What does “permissive-washing” actually mean?
Permissive-washing is what happens when an AI artefact — a model, a dataset, a fine-tuned checkpoint — gets labelled with a permissive licence (MIT, Apache-2.0, BSD-3-Clause) while leaving out the documentation that makes the label mean anything.
That documentation is the full licence text, the copyright notice, and upstream attribution notices. Without it, Jewitt, Rajbahadur, Li, Adams, and Hassan call it a missing “compliance payload.” The licence grant is void.
It is rarely intentional. AI platforms make it easy to pick a licence tag from a dropdown, and that selection gets treated as equivalent to granting a licence. It is not. But the effect is the same either way: downstream users believe they have rights they do not legally hold.
When you install from npm or pip, the licence file is included by convention — its absence would be flagged. AI platforms have no equivalent norm. 53.5% of Hugging Face datasets carry MIT or Apache-2.0 labels. 96.5% lack the documentation those labels require.
Why is a licence badge on a Hugging Face model not a legal licence?
A Hugging Face model card has a license: field in its YAML header. That field is metadata — a machine-readable tag declaring intent. It is not a legal instrument. It does not grant you anything.
A legal licence grant requires three things to actually exist in the repository: the full licence text in a file, a valid copyright notice identifying a rights holder, and (for Apache-2.0) a NOTICE file preserving upstream attributions. When you select “MIT” from the Hugging Face dropdown, none of those things are created or verified. You get a populated metadata field. That is all.
Licence metadata ≠ licence grant. A tag is a claim. A licence is a legal document.
SPDX identifiers — the standard format Hugging Face uses for licence tags — were designed as cataloguing tools. They express what licence applies. They are not the licence.
GitHub at least has a norm around including a LICENSE file. Hugging Face has no equivalent. Widely-used models including sentence-transformers/all-MiniLM-L6-v2 — Apache-2.0, over 3,700 likes — lack the full licence text needed to legally rely on the declared terms. That model enables 907 downstream applications. Not one can satisfy the licence’s conditions.

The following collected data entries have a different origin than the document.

//! Native media backend
//!
//! Implements both [`MediaBackend`] and [`CombiningStage`] in-process:
//!
//! - each sub-graph is a [`subgraph::Lane`]: a decode thread filling a
//!   sample ring
//! - one mixer thread renders a period every `period_ms` on its own clock,
//!   summing the filler and the linked item lanes, and hands it to a
//!   [`PcmSink`]
//!
//! The output position is the number of frames rendered, so it keeps
//! advancing at real-time pace whether or not items are flowing.

pub mod filler;
pub mod stage;
pub mod subgraph;

use crate::audio::PcmSink;
use crate::backend::{
    CombiningStage, FinishCallback, MediaBackend, ReleaseStatus, SlotHandle, SubgraphId,
};
use crate::config::SeqConfig;
use crate::error::{Error, Result};
use crate::playback::catalog::PlaylistEntry;
use filler::SineFiller;
use seqcast_common::Timestamp;
use stage::MixState;
use std::sync::atomic::{AtomicBool, AtomicU64, Ordering};
use std::sync::{Arc, Mutex, MutexGuard};
use std::thread::{self, JoinHandle};
use std::time::{Duration, Instant};
use subgraph::{Lane, LaneFormat};
use tracing::{debug, info, warn};

/// Sample rates the decode path is validated against
const SUPPORTED_RATES: [u32; 6] = [22_050, 32_000, 44_100, 48_000, 88_200, 96_000];

/// How far the mixer may fall behind before it stops trying to catch up
const MAX_LAG: Duration = Duration::from_millis(200);

struct Shared {
    format: LaneFormat,
    period: Duration,
    period_frames: usize,
    item_buffer_samples: usize,
    mix: Mutex<MixState>,
    frames_out: AtomicU64,
    running: AtomicBool,
    next_id: AtomicU64,
}

impl Shared {
    fn lock_mix(&self) -> MutexGuard<'_, MixState> {
        // Mixer state stays consistent across a panicked holder
        self.mix.lock().unwrap_or_else(|poisoned| poisoned.into_inner())
    }

    fn position(&self) -> Timestamp {
        Timestamp::from_frames(
            self.frames_out.load(Ordering::Acquire),
            self.format.sample_rate,
        )
    }
}

pub struct NativeBackend {
    shared: Arc<Shared>,
    mixer: Mutex<Option<JoinHandle<()>>>,
}

impl NativeBackend {
    /// Start the mixer thread writing into `sink`
    pub fn start(config: &SeqConfig, sink: Box<dyn PcmSink>) -> Result<Self> {
        config.validate()?;
        let output = &config.output;

        let format = LaneFormat {
            sample_rate: output.sample_rate,
            channels: output.channels,
        };
        let filler = SineFiller::new(config.filler.frequency_hz, config.filler.volume, output.sample_rate);

        let shared = Arc::new(Shared {
            format,
            period: output.period(),
            period_frames: output.period_frames(),
            item_buffer_samples: config.item_buffer_samples(),
            mix: Mutex::new(MixState::new(output.channels, filler)),
            frames_out: AtomicU64::new(0),
            running: AtomicBool::new(true),
            next_id: AtomicU64::new(1),
        });

        let thread_shared = Arc::clone(&shared);
        let handle = thread::Builder::new()
            .name("seqcast-mixer".to_string())
            .spawn(move || mixer_loop(thread_shared, sink))
            .map_err(|e| Error::Backend(format!("Failed to spawn mixer thread: {}", e)))?;

        info!(
            "Native backend started: {} Hz, {} channel(s), {} frames per period",
            output.sample_rate,
            output.channels,
            output.period_frames()
        );

        Ok(Self {
            shared,
            mixer: Mutex::new(Some(handle)),
        })
    }

    /// Output position minus the item-lane offset
    pub fn items_position(&self) -> Timestamp {
        let offset = self.shared.lock_mix().items_offset();
        self.shared.position().saturating_sub(offset)
    }

    /// Sub-graphs not yet released
    pub fn live_subgraphs(&self) -> usize {
        self.shared.lock_mix().lanes.len()
    }

    /// Stop the mixer thread and flush the sink; idempotent
    pub fn shutdown(&self) {
        self.shared.running.store(false, Ordering::Release);
        let handle = self
            .mixer
            .lock()
            .unwrap_or_else(|poisoned| poisoned.into_inner())
            .take();
        if let Some(handle) = handle {
            if handle.join().is_err() {
                warn!("Mixer thread panicked");
            }
            debug!("Mixer thread stopped");
        }
    }
}

impl Drop for NativeBackend {
    fn drop(&mut self) {
        self.shutdown();
    }
}

fn mixer_loop(shared: Arc<Shared>, mut sink: Box<dyn PcmSink>) {
    let mut block = Vec::with_capacity(shared.period_frames * shared.format.channels as usize);
    let mut next_tick = Instant::now();
    let mut sink_failed = false;

    while shared.running.load(Ordering::Acquire) {
        let due = shared.lock_mix().render(shared.period_frames, &mut block);
        shared
            .frames_out
            .fetch_add(shared.period_frames as u64, Ordering::AcqRel);

        for (callback, cause) in due {
            callback(cause);
        }

        if !sink_failed {
            if let Err(e) = sink.write(&block) {
                // Keep the timeline running; the session decides what to do
                warn!("Output sink failed, discarding further output: {}", e);
                sink_failed = true;
            }
        }

        next_tick += shared.period;
        let now = Instant::now();
        if next_tick > now {
            thread::sleep(next_tick - now);
        } else if now - next_tick > MAX_LAG {
            debug!("Mixer lagging by {:?}; resynchronising", now - next_tick);
            next_tick = now;
        }
    }

    if let Err(e) = sink.flush() {
        warn!("Output sink flush failed: {}", e);
    }
}

impl MediaBackend for NativeBackend {
    fn construct_subgraph(&self, entry: &PlaylistEntry) -> Result<SubgraphId> {
        let id = SubgraphId(self.shared.next_id.fetch_add(1, Ordering::Relaxed));
        let lane = Lane::new(
            id,
            entry.path(),
            self.shared.format,
            self.shared.item_buffer_samples,
        );
        self.shared.lock_mix().lanes.insert(id, lane);
        debug!("Constructed {} for {}", id, entry);
        Ok(id)
    }

    fn start(&self, subgraph: SubgraphId) -> Result<()> {
        let mut mix = self.shared.lock_mix();
        let lane = mix
            .lanes
            .get_mut(&subgraph)
            .ok_or_else(|| Error::Backend(format!("Unknown {}", subgraph)))?;
        lane.start()
    }

    fn stop(&self, subgraph: SubgraphId) {
        if let Some(lane) = self.shared.lock_mix().lanes.get(&subgraph) {
            lane.request_stop();
        }
    }

    fn release(&self, subgraph: SubgraphId) -> ReleaseStatus {
        let mut mix = self.shared.lock_mix();
        if mix.is_routed(subgraph) {
            return ReleaseStatus::Busy;
        }
        let Some(lane) = mix.lanes.get_mut(&subgraph) else {
            return ReleaseStatus::Done;
        };

        lane.request_stop();
        if lane.try_join() {
            mix.lanes.remove(&subgraph);
            debug!("Released {}", subgraph);
            ReleaseStatus::Done
        } else {
            ReleaseStatus::Busy
        }
    }

    fn notify_on_finish(&self, subgraph: SubgraphId, callback: FinishCallback) {
        if let Some(lane) = self.shared.lock_mix().lanes.get(&subgraph) {
            lane.set_callback(Arc::from(callback));
        }
    }

    fn sanity_check(&self) -> Result<()> {
        let format = self.shared.format;
        if !SUPPORTED_RATES.contains(&format.sample_rate) {
            return Err(Error::Backend(format!(
                "Sanity checks failed: unsupported output rate {} Hz",
                format.sample_rate
            )));
        }
        if !self.shared.running.load(Ordering::Acquire) {
            return Err(Error::Backend(
                "Sanity checks failed: mixer thread is not running".to_string(),
            ));
        }
        Ok(())
    }
}

impl CombiningStage for NativeBackend {
    fn link_filler(&self, slot: SlotHandle) -> Result<()> {
        self.shared.lock_mix().route_filler(slot);
        Ok(())
    }

    fn link(&self, slot: SlotHandle, subgraph: SubgraphId) -> Result<()> {
        let mut mix = self.shared.lock_mix();
        if !mix.lanes.contains_key(&subgraph) {
            return Err(Error::Backend(format!("Cannot link unknown {}", subgraph)));
        }
        mix.route_item(slot, subgraph);
        Ok(())
    }

    fn unlink(&self, slot: SlotHandle) {
        self.shared.lock_mix().unroute(slot);
    }

    fn release_slot(&self, slot: SlotHandle) {
        // Routes are the only per-slot state; unlink already dropped it
        self.shared.lock_mix().unroute(slot);
    }

    fn block_items(&self) {
        self.shared.lock_mix().set_blocked(true);
    }

    fn unblock_items(&self) {
        self.shared.lock_mix().set_blocked(false);
    }

    // Only feeds `items_position`; blocked lanes are simply not pulled
    fn set_items_offset(&self, offset: Timestamp) {
        self.shared.lock_mix().set_items_offset(offset);
    }

    fn position(&self) -> Timestamp {
        self.shared.position()
    }
}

What did the research find — how widespread is permissive-washing?
The arXiv:2602.08816 study constructed 124,278 supply chains across three tiers — dataset to model to application. The numbers reflect the ecosystem, not a cherry-picked sample.
In the permissively-labelled subset: only 3.5% of datasets include a complete licence text file. Only 3.0% include a valid copyright notice. Full compliance — both conditions at once — is 2.3% for datasets and 3.2% for models. Fewer than one in thirty permissively-labelled artefacts is actually compliant.
Attribution propagation is worse. Only 27.59% of models preserved attribution from their training datasets, and only 5.75% of applications preserved notices from the models they incorporated.
Compare that to GitHub applications in the same study, where 91.9% include a complete licence text. The gap compounds at every tier.
What do MIT, Apache-2.0, and BSD-3-Clause actually require — and what do AI projects skip?
Developer shorthand for permissive licences is “do what you want.” That shorthand leaves out a word: “if.” Permissive licences say do what you want if you meet these conditions. The conditions are real.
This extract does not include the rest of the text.